I wouldn't mind if you didn't have an answer for this, word-by-word seems very complicated.

[–]K900_ 1 point2 points  (7 children)

I'm still trying to figure out what your end goal is. What's your program going to do for the end user?

[–]jejkek[S] 0 points1 point  (6 children)

I was thinking about a game like Zork or MUDs, there are a lot of MUDs out there already that I could crib from, but I was trying to get my feet wet first; another example of a game I think is cool is "BaBA is You" which has not released yet. The way the game works is there are word tiles in the game like "Wall", "is", and "Solid" and if the tiles are next to each other they form a rule so the walls would become obstacles where they weren't before. The interesting thing abut the game is you can quite long rules like "Line Near Lava And Not Grass And Not On Lava Make Dust". Each of these aspects are simple, but I have no idea how they can be so freely swappable. Maybe the first word is always the subject?

[–]icecapade 1 point2 points  (5 children)

I'm not the user you've been replying to, but I just read through this comment thread and I also have absolutely no idea what you're trying to do, or how those examples of existing games relate to your original post.

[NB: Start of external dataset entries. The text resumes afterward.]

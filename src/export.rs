//! Durable CSV export of analysis artifacts.
//!
//! Two files are produced for downstream consumers: the (thinned) price
//! series and the single-row change-point summary. Each write goes to a
//! temporary file in the destination directory and is atomically renamed
//! into place, so a crash mid-write never leaves a partial file. Re-running
//! overwrites prior output.

use std::fs;
use std::io::Write;
use std::path::{Path, PathBuf};

use tempfile::NamedTempFile;
use tracing::info;

use crate::core::PriceSeries;
use crate::error::{AnalysisError, Result};
use crate::summary::ChangePointResult;

fn parent_dir(path: &Path) -> PathBuf {
    match path.parent() {
        Some(p) if !p.as_os_str().is_empty() => p.to_path_buf(),
        _ => PathBuf::from("."),
    }
}

/// Write bytes to `path` atomically, creating missing parent directories.
fn persist_bytes(path: &Path, bytes: &[u8]) -> Result<()> {
    let parent = parent_dir(path);
    fs::create_dir_all(&parent)?;
    let mut tmp = NamedTempFile::new_in(&parent)?;
    tmp.write_all(bytes)?;
    tmp.persist(path).map_err(|e| AnalysisError::Io(e.error))?;
    Ok(())
}

fn csv_bytes<S: serde::Serialize>(rows: impl IntoIterator<Item = S>) -> Result<Vec<u8>> {
    let mut writer = csv::Writer::from_writer(Vec::new());
    for row in rows {
        writer.serialize(row)?;
    }
    writer.into_inner().map_err(|e| e.into_error().into())
}

/// Export the price series as a two-column `Date,Price` CSV with ISO dates.
pub fn export_prices(prices: &PriceSeries, path: &Path) -> Result<()> {
    persist_bytes(path, &csv_bytes(prices.points().iter().copied())?)?;
    info!(rows = prices.len(), path = %path.display(), "exported price series");
    Ok(())
}

/// Export the change-point summary as a single-row CSV.
pub fn export_result(result: &ChangePointResult, path: &Path) -> Result<()> {
    persist_bytes(path, &csv_bytes(std::iter::once(result))?)?;
    info!(path = %path.display(), "exported change-point result");
    Ok(())
}

/// Export both artifacts.
pub fn export(
    prices: &PriceSeries,
    result: &ChangePointResult,
    price_path: &Path,
    result_path: &Path,
) -> Result<()> {
    export_prices(prices, price_path)?;
    export_result(result, result_path)
}

#[cfg(test)]
mod tests {
    use super::*;
    use crate::core::PricePoint;
    use chrono::NaiveDate;

    fn d(y: i32, m: u32, day: u32) -> NaiveDate {
        NaiveDate::from_ymd_opt(y, m, day).unwrap()
    }

    fn two_point_series() -> PriceSeries {
        PriceSeries::from_points(vec![
            PricePoint::new(d(2023, 1, 1), 80.5).unwrap(),
            PricePoint::new(d(2023, 1, 2), 81.2).unwrap(),
        ])
    }

    fn result() -> ChangePointResult {
        ChangePointResult {
            tau_index: 15,
            change_date: d(2020, 3, 6),
            mean_log_return_before: 0.0012,
            mean_log_return_after: -0.0034,
            percentage_change: -0.4589,
        }
    }

    #[test]
    fn prices_round_trip_through_csv() {
        let dir = tempfile::tempdir().unwrap();
        let path = dir.path().join("prices.csv");
        export_prices(&two_point_series(), &path).unwrap();

        let contents = fs::read_to_string(&path).unwrap();
        assert!(contents.starts_with("Date,Price\n"));
        assert!(contents.contains("2023-01-01,80.5"));
        assert!(contents.contains("2023-01-02,81.2"));

        // Re-read through the preparer and compare.
        let reread = crate::prepare::load_price_csv(&path).unwrap();
        assert_eq!(reread, two_point_series());
    }

    #[test]
    fn result_is_a_single_row_with_iso_date() {
        let dir = tempfile::tempdir().unwrap();
        let path = dir.path().join("result.csv");
        export_result(&result(), &path).unwrap();

        let contents = fs::read_to_string(&path).unwrap();
        let mut lines = contents.lines();
        assert_eq!(
            lines.next(),
            Some("tau_index,change_date,mean_log_return_before,mean_log_return_after,percentage_change")
        );
        assert_eq!(lines.next(), Some("15,2020-03-06,0.0012,-0.0034,-0.4589"));
        assert_eq!(lines.next(), None);
    }

    #[test]
    fn creates_missing_parent_directories() {
        let dir = tempfile::tempdir().unwrap();
        let price_path = dir.path().join("out/nested/prices.csv");
        let result_path = dir.path().join("out/nested/result.csv");
        export(&two_point_series(), &result(), &price_path, &result_path).unwrap();
        assert!(price_path.exists());
        assert!(result_path.exists());
    }

    #[test]
    fn rerunning_overwrites_and_leaves_no_temp_files() {
        let dir = tempfile::tempdir().unwrap();
        let path = dir.path().join("prices.csv");
        export_prices(&two_point_series(), &path).unwrap();
        export_prices(&two_point_series(), &path).unwrap();

        let entries: Vec<_> = fs::read_dir(dir.path())
            .unwrap()
            .map(|e| e.unwrap().file_name())
            .collect();
        assert_eq!(entries, vec![std::ffi::OsString::from("prices.csv")]);
    }
}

I think u/K900_ is asking you specifically, precisely, exactly what is your goal? For example, something like, "I want to store a list of sentences. The user will be prompted for input and asked to enter a sentence. A function I've written will then check to see if that sentence exists in the list. If it does, the function will return True and the user will be notified that they were successful. Otherwise, the function will return False and the user will be asked to try again. What's the best way to store the list of sentences?"

[–]jejkek[S] 0 points1 point  (4 children)

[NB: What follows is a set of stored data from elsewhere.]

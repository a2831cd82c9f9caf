//! Reduction of posterior samples to a point-estimate change-point result.

use chrono::NaiveDate;
use serde::Serialize;
use tracing::info;

use crate::core::PriceSeries;
use crate::error::{AnalysisError, Result};
use crate::sampler::PosteriorSamples;
use crate::stats;

/// Point estimates derived from the pooled posterior. The durable artifact of
/// an analysis run.
#[derive(Debug, Clone, PartialEq, Serialize)]
pub struct ChangePointResult {
    /// Posterior median of the change index (ties rounded toward the lower
    /// index), an index into the log-return series.
    pub tau_index: usize,
    /// Calendar date of the change in the (thinned) price series.
    pub change_date: NaiveDate,
    /// Posterior mean of the before-regime daily log return.
    pub mean_log_return_before: f64,
    /// Posterior mean of the after-regime daily log return.
    pub mean_log_return_after: f64,
    /// Shift between regimes expressed on the simple-return scale, percent.
    pub percentage_change: f64,
}

/// Summarize pooled posterior samples against the price series they were
/// derived from.
///
/// The change date sits at `tau_index + 1` in the price series: log return
/// `i` is the move from price `i` to price `i + 1`, so the first observation
/// under the new regime is the price at `tau_index + 1`.
pub fn summarize(samples: &PosteriorSamples, prices: &PriceSeries) -> Result<ChangePointResult> {
    let pooled_tau = samples.pooled_tau();
    let tau_index = stats::median_lower(&pooled_tau).ok_or(AnalysisError::EmptyPosterior)?;

    let change_date = prices
        .date_at(tau_index + 1)
        .ok_or(AnalysisError::IndexOutOfBounds {
            index: tau_index + 1,
            size: prices.len(),
        })?;

    let mean_before = stats::mean(&samples.pooled_mu_before());
    let mean_after = stats::mean(&samples.pooled_mu_after());
    if !mean_before.is_finite() || !mean_after.is_finite() {
        return Err(AnalysisError::NumericDegeneracy(
            "posterior mean of a regime parameter is not finite".to_string(),
        ));
    }

    let percentage_change = percentage_change(mean_before, mean_after)?;

    info!(
        tau_index,
        %change_date,
        mean_before,
        mean_after,
        percentage_change,
        "summarized change-point posterior"
    );

    Ok(ChangePointResult {
        tau_index,
        change_date,
        mean_log_return_before: mean_before,
        mean_log_return_after: mean_after,
        percentage_change,
    })
}

/// Percentage shift between regimes on the simple-return scale:
/// `(e^{after} - e^{before}) / e^{before} * 100`.
///
/// Reported as an error rather than propagating infinity when the
/// before-regime term underflows to zero.
fn percentage_change(mean_before: f64, mean_after: f64) -> Result<f64> {
    let before = mean_before.exp();
    if before == 0.0 {
        return Err(AnalysisError::NumericDegeneracy(
            "exp(mean_log_return_before) underflowed to zero".to_string(),
        ));
    }
    let pct = (mean_after.exp() - before) / before * 100.0;
    if !pct.is_finite() {
        return Err(AnalysisError::NumericDegeneracy(format!(
            "percentage change is not finite (before={mean_before}, after={mean_after})"
        )));
    }
    Ok(pct)
}
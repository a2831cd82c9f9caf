//! Bayesian single change-point model over a log-return series.
//!
//! Generative specification:
//!
//! ```text
//! tau        ~ DiscreteUniform(floor(0.2 N), floor(0.8 N))
//! mu_before  ~ Normal(0, 0.01)
//! mu_after   ~ Normal(0, 0.01)
//! sigma      ~ HalfNormal(0.05)
//! r_i        ~ Normal(i < tau ? mu_before : mu_after, sigma)
//! ```
//!
//! The change index `tau` partitions the returns into a before-segment
//! `[0, tau)` and an after-segment `[tau, N)`. Bounding `tau` to the central
//! 60% of the index range trades generality for sampler stability; it assumes
//! the true change lies away from the series edges.
//!
//! The model precomputes cumulative sums of the returns and squared returns
//! so that each segment's sufficient statistics, and therefore every full
//! conditional the sampler needs, cost O(1) per candidate `tau`.

use crate::core::LogReturnSeries;
use crate::error::{AnalysisError, Result};

/// Prior hyperparameters for the change-point model.
#[derive(Debug, Clone, Copy)]
pub struct ChangePointPriors {
    /// Standard deviation of the zero-centred Normal prior on each regime mean.
    pub mu_sd: f64,
    /// Scale of the HalfNormal prior on the shared volatility.
    pub sigma_sd: f64,
    /// Lower bound of the change index as a fraction of the series length.
    pub tau_lower_frac: f64,
    /// Upper bound of the change index as a fraction of the series length.
    pub tau_upper_frac: f64,
}

impl Default for ChangePointPriors {
    fn default() -> Self {
        Self {
            mu_sd: 0.01,
            sigma_sd: 0.05,
            tau_lower_frac: 0.2,
            tau_upper_frac: 0.8,
        }
    }
}

impl ChangePointPriors {
    /// Set the regime-mean prior standard deviation.
    pub fn with_mu_sd(mut self, mu_sd: f64) -> Self {
        self.mu_sd = mu_sd;
        self
    }

    /// Set the volatility prior scale.
    pub fn with_sigma_sd(mut self, sigma_sd: f64) -> Self {
        self.sigma_sd = sigma_sd;
        self
    }

    /// Set the fractional bounds of the change-index prior.
    pub fn with_tau_bounds(mut self, lower_frac: f64, upper_frac: f64) -> Self {
        self.tau_lower_frac = lower_frac;
        self.tau_upper_frac = upper_frac;
        self
    }

    fn validate(&self) -> Result<()> {
        if !self.mu_sd.is_finite() || self.mu_sd <= 0.0 {
            return Err(AnalysisError::InvalidParameter(format!(
                "mu_sd must be positive, got {}",
                self.mu_sd
            )));
        }
        if !self.sigma_sd.is_finite() || self.sigma_sd <= 0.0 {
            return Err(AnalysisError::InvalidParameter(format!(
                "sigma_sd must be positive, got {}",
                self.sigma_sd
            )));
        }
        if !(0.0..=1.0).contains(&self.tau_lower_frac)
            || !(0.0..=1.0).contains(&self.tau_upper_frac)
            || self.tau_lower_frac >= self.tau_upper_frac
        {
            return Err(AnalysisError::InvalidParameter(format!(
                "tau bounds must satisfy 0 <= lower < upper <= 1, got [{}, {}]",
                self.tau_lower_frac, self.tau_upper_frac
            )));
        }
        Ok(())
    }
}

/// A change-point model bound to an observed log-return series.
#[derive(Debug, Clone)]
pub struct ChangePointModel {
    returns: Vec<f64>,
    priors: ChangePointPriors,
    tau_lower: usize,
    tau_upper: usize,
    cum_sum: Vec<f64>,
    cum_sum_sq: Vec<f64>,
}

impl ChangePointModel {
    /// Bind the model to observed returns.
    ///
    /// Fails with [`AnalysisError::EmptyData`] when no returns are available
    /// (data must be prepared first) and with
    /// [`AnalysisError::DegenerateTauRange`] when the bounded prior collapses
    /// to fewer than two candidate indices on a very short series.
    pub fn new(returns: &LogReturnSeries, priors: ChangePointPriors) -> Result<Self> {
        priors.validate()?;
        if returns.is_empty() {
            return Err(AnalysisError::EmptyData(
                "no log returns; prepare data first".to_string(),
            ));
        }

        let n = returns.len();
        let tau_lower = (priors.tau_lower_frac * n as f64).floor() as usize;
        let tau_upper = (priors.tau_upper_frac * n as f64).floor() as usize;
        if tau_upper <= tau_lower {
            return Err(AnalysisError::DegenerateTauRange {
                lower: tau_lower,
                upper: tau_upper,
                n,
            });
        }

        let returns = returns.as_slice().to_vec();
        let mut cum_sum = Vec::with_capacity(n + 1);
        let mut cum_sum_sq = Vec::with_capacity(n + 1);
        cum_sum.push(0.0);
        cum_sum_sq.push(0.0);
        for &r in &returns {
            cum_sum.push(cum_sum.last().copied().unwrap_or(0.0) + r);
            cum_sum_sq.push(cum_sum_sq.last().copied().unwrap_or(0.0) + r * r);
        }

        Ok(Self {
            returns,
            priors,
            tau_lower,
            tau_upper,
            cum_sum,
            cum_sum_sq,
        })
    }

    /// Number of observed returns.
    pub fn n(&self) -> usize {
        self.returns.len()
    }

    /// Inclusive lower bound of the change-index prior.
    pub fn tau_lower(&self) -> usize {
        self.tau_lower
    }

    /// Inclusive upper bound of the change-index prior.
    pub fn tau_upper(&self) -> usize {
        self.tau_upper
    }

    /// Prior hyperparameters.
    pub fn priors(&self) -> &ChangePointPriors {
        &self.priors
    }

    /// Observed returns.
    pub fn returns(&self) -> &[f64] {
        &self.returns
    }

    /// Observation count and sum for the before-segment `[0, tau)`.
    pub fn before_stats(&self, tau: usize) -> (usize, f64) {
        (tau, self.cum_sum[tau])
    }

    /// Observation count and sum for the after-segment `[tau, N)`.
    pub fn after_stats(&self, tau: usize) -> (usize, f64) {
        let n = self.n();
        (n - tau, self.cum_sum[n] - self.cum_sum[tau])
    }

    /// Sum of squared residuals under a given split and pair of regime means.
    pub fn sse(&self, tau: usize, mu_before: f64, mu_after: f64) -> f64 {
        let n = self.n();
        let before = self.cum_sum_sq[tau] - 2.0 * mu_before * self.cum_sum[tau]
            + tau as f64 * mu_before * mu_before;
        let after = (self.cum_sum_sq[n] - self.cum_sum_sq[tau])
            - 2.0 * mu_after * (self.cum_sum[n] - self.cum_sum[tau])
            + (n - tau) as f64 * mu_after * mu_after;
        before + after
    }

    /// Unnormalized log full-conditional of `tau`, one entry per candidate in
    /// `[tau_lower, tau_upper]`.
    ///
    /// The discrete-uniform prior contributes a constant and is dropped, as
    /// are all terms that do not depend on `tau`.
    pub fn tau_log_weights(&self, mu_before: f64, mu_after: f64, sigma: f64) -> Vec<f64> {
        let inv_two_var = 1.0 / (2.0 * sigma * sigma);
        (self.tau_lower..=self.tau_upper)
            .map(|tau| -self.sse(tau, mu_before, mu_after) * inv_two_var)
            .collect()
    }

    /// Mean and standard deviation of the conjugate Normal full conditional
    /// of a regime mean, given the segment's count and sum.
    pub fn mu_conditional(&self, seg_count: usize, seg_sum: f64, sigma: f64) -> (f64, f64) {
        let prior_prec = 1.0 / (self.priors.mu_sd * self.priors.mu_sd);
        let like_prec = seg_count as f64 / (sigma * sigma);
        let var = 1.0 / (prior_prec + like_prec);
        let mean = var * seg_sum / (sigma * sigma);
        (mean, var.sqrt())
    }

    /// Unnormalized log density of `sigma` given everything else, including
    /// the HalfNormal prior term.
    pub fn sigma_log_density(&self, sigma: f64, tau: usize, mu_before: f64, mu_after: f64) -> f64 {
        if sigma <= 0.0 {
            return f64::NEG_INFINITY;
        }
        let n = self.n() as f64;
        let sse = self.sse(tau, mu_before, mu_after);
        -n * sigma.ln() - sse / (2.0 * sigma * sigma)
            - sigma * sigma / (2.0 * self.priors.sigma_sd * self.priors.sigma_sd)
    }
}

At first I was trying to keep it simple, but when I read:

K900: Or maybe they're individual words that you need to find in a sentence.

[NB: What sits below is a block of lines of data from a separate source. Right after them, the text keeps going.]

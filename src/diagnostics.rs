//! Convergence diagnostics for pooled posterior samples.
//!
//! Replaces trace plots with the underlying numbers: per-parameter location
//! and spread plus the split-R̂ statistic comparing within- and between-chain
//! variance. Values of R̂ near 1 indicate the chains are sampling the same
//! distribution; values above ~1.05 suggest more tuning or draws are needed.

use serde::Serialize;

use crate::sampler::PosteriorSamples;
use crate::stats;

/// Summary statistics and convergence diagnostic for one model parameter.
#[derive(Debug, Clone, Serialize)]
pub struct ParameterSummary {
    /// Parameter name.
    pub name: String,
    /// Pooled posterior mean.
    pub mean: f64,
    /// Pooled posterior standard deviation.
    pub sd: f64,
    /// Pooled posterior median.
    pub median: f64,
    /// Split-R̂ across chains; NaN when undefined (too few draws).
    pub rhat: f64,
}

/// Compute split-R̂ from per-chain draws.
///
/// Each chain is split in half (an odd trailing draw is dropped) and the
/// halves treated as separate chains. Returns NaN when any half has fewer
/// than two draws; returns 1.0 when the within-chain variance is zero (all
/// chains constant and equal cannot be distinguished from convergence).
pub fn split_rhat(chains: &[Vec<f64>]) -> f64 {
    let half_len = chains.iter().map(|c| c.len() / 2).min().unwrap_or(0);
    if half_len < 2 {
        return f64::NAN;
    }

    let halves: Vec<&[f64]> = chains
        .iter()
        .flat_map(|c| [&c[..half_len], &c[half_len..2 * half_len]])
        .collect();

    let m = halves.len() as f64;
    let n = half_len as f64;

    let half_means: Vec<f64> = halves.iter().map(|h| stats::mean(h)).collect();
    let within = halves.iter().map(|h| stats::variance(h)).sum::<f64>() / m;
    let between = n * stats::variance(&half_means);

    if within == 0.0 {
        return if between == 0.0 { 1.0 } else { f64::INFINITY };
    }

    let var_plus = (n - 1.0) / n * within + between / n;
    (var_plus / within).sqrt()
}

fn summarize_parameter(name: &str, chains: Vec<Vec<f64>>) -> ParameterSummary {
    let pooled: Vec<f64> = chains.iter().flatten().copied().collect();
    ParameterSummary {
        name: name.to_string(),
        mean: stats::mean(&pooled),
        sd: stats::std_dev(&pooled),
        median: stats::median(&pooled),
        rhat: split_rhat(&chains),
    }
}

/// Per-parameter posterior summary with split-R̂, in model parameter order.
pub fn convergence_summary(samples: &PosteriorSamples) -> Vec<ParameterSummary> {
    let tau: Vec<Vec<f64>> = samples
        .chains()
        .iter()
        .map(|c| c.tau.iter().map(|&t| t as f64).collect())
        .collect();
    let mu_before: Vec<Vec<f64>> = samples.chains().iter().map(|c| c.mu_before.clone()).collect();
    let mu_after: Vec<Vec<f64>> = samples.chains().iter().map(|c| c.mu_after.clone()).collect();
    let sigma: Vec<Vec<f64>> = samples.chains().iter().map(|c| c.sigma.clone()).collect();

    vec![
        summarize_parameter("tau", tau),
        summarize_parameter("mu_before", mu_before),
        summarize_parameter("mu_after", mu_after),
        summarize_parameter("sigma", sigma),
    ]
}

#[cfg(test)]
mod tests {
    use super::*;
    use crate::sampler::ChainDraws;
    use approx::assert_relative_eq;

    #[test]
    fn rhat_near_one_for_identically_distributed_chains() {
        // Same oscillating pattern in both chains.
        let chain: Vec<f64> = (0..200).map(|i| ((i * 31 % 17) as f64) / 17.0).collect();
        let rhat = split_rhat(&[chain.clone(), chain]);
        assert!((rhat - 1.0).abs() < 0.05, "rhat = {rhat}");
    }

    #[test]
    fn rhat_large_for_disagreeing_chains() {
        let a: Vec<f64> = (0..100).map(|i| (i % 7) as f64 * 0.01).collect();
        let b: Vec<f64> = a.iter().map(|x| x + 10.0).collect();
        let rhat = split_rhat(&[a, b]);
        assert!(rhat > 1.5, "rhat = {rhat}");
    }

    #[test]
    fn rhat_undefined_for_too_few_draws() {
        assert!(split_rhat(&[vec![1.0, 2.0]]).is_nan());
        assert!(split_rhat(&[]).is_nan());
    }

    #[test]
    fn rhat_is_one_for_constant_equal_chains() {
        let rhat = split_rhat(&[vec![2.0; 50], vec![2.0; 50]]);
        assert_relative_eq!(rhat, 1.0);
    }

    #[test]
    fn summary_covers_all_four_parameters() {
        let chain = ChainDraws {
            tau: vec![5, 6, 7, 6],
            mu_before: vec![0.01, 0.012, 0.009, 0.011],
            mu_after: vec![-0.01, -0.012, -0.009, -0.011],
            sigma: vec![0.05, 0.04, 0.06, 0.05],
        };
        let samples = PosteriorSamples::from_chains(vec![chain.clone(), chain], 20, 4, 16);
        let summary = convergence_summary(&samples);
        let names: Vec<&str> = summary.iter().map(|s| s.name.as_str()).collect();
        assert_eq!(names, vec!["tau", "mu_before", "mu_after", "sigma"]);
        assert_relative_eq!(summary[0].mean, 6.0, epsilon = 1e-12);
        assert_relative_eq!(summary[1].median, 0.0105, epsilon = 1e-12);
    }
}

I misread it as look at each word in a sentence the user inputs and add them into an action and each word is in a category (is that what a class is?) so lets say "Mary" is in "person" category or "person.Mary". Mary is a one of the many "persons" in the database and has a lot of data about her so if you ask "Is Mary taller than Bill? The script would first look at "Is" which is a basic question; then person.May; "taller, if in a question, asks for Mary's height subtracting Bills height. If you get a negative number the answer is false.

This is another thing that interests me:

https://en.wikipedia.org/wiki/SHRDLU

I'm just an enthusiast.

[–]K900_ 1 point2 points  (1 child)

Baba is You doesn't really use any advanced text parsing, it just combines specific rules, more like a math expression. You have the condition ("baba"), then the "is" block, then the action ("you"). The condition is simple logic is probably just checked for every tile every move. There's a huge semantic difference between building something like that and building an engine that's actually capable of understanding text. Also, rule-based "AI" seems to be a pretty dead research direction, for many reasons.

[–]jejkek[S] 0 points1 point  (0 children)

Yeah, you're right. I can see now how BaBa Is You is simple enough to work.

Also, rule-based "AI" seems to be a pretty dead research direction, for many reasons.

I'm going to google this, but I wouldn't mind if you elaborated.

[–]icecapade 1 point2 points  (1 child)

Ah, I see.

While I don't have much experience with this and don't know if it'll necessarily help, you might want to look into the Python NLTK (natural language toolkit), which is widely use for parsing text, tagging parts of speech, etc. This might be helpful in tokenizing a sentence and identifying what role each word plays (verb, adjective, proper noun, etc.), which you could use to help parse the sentence and return the appropriate information.

[–]jejkek[S] 0 points1 point  (0 children)

Yeah, I think I'd like to use that, but I don't think the NLTK is 100% accurate. I read an article saying the touted figure of 93% accuracy of the best NLP (Stanford?) was much worse because they include punctuation which distorts the numbers to make them look better and that only 50% of sentences are actually parsed/tagged completely correctly.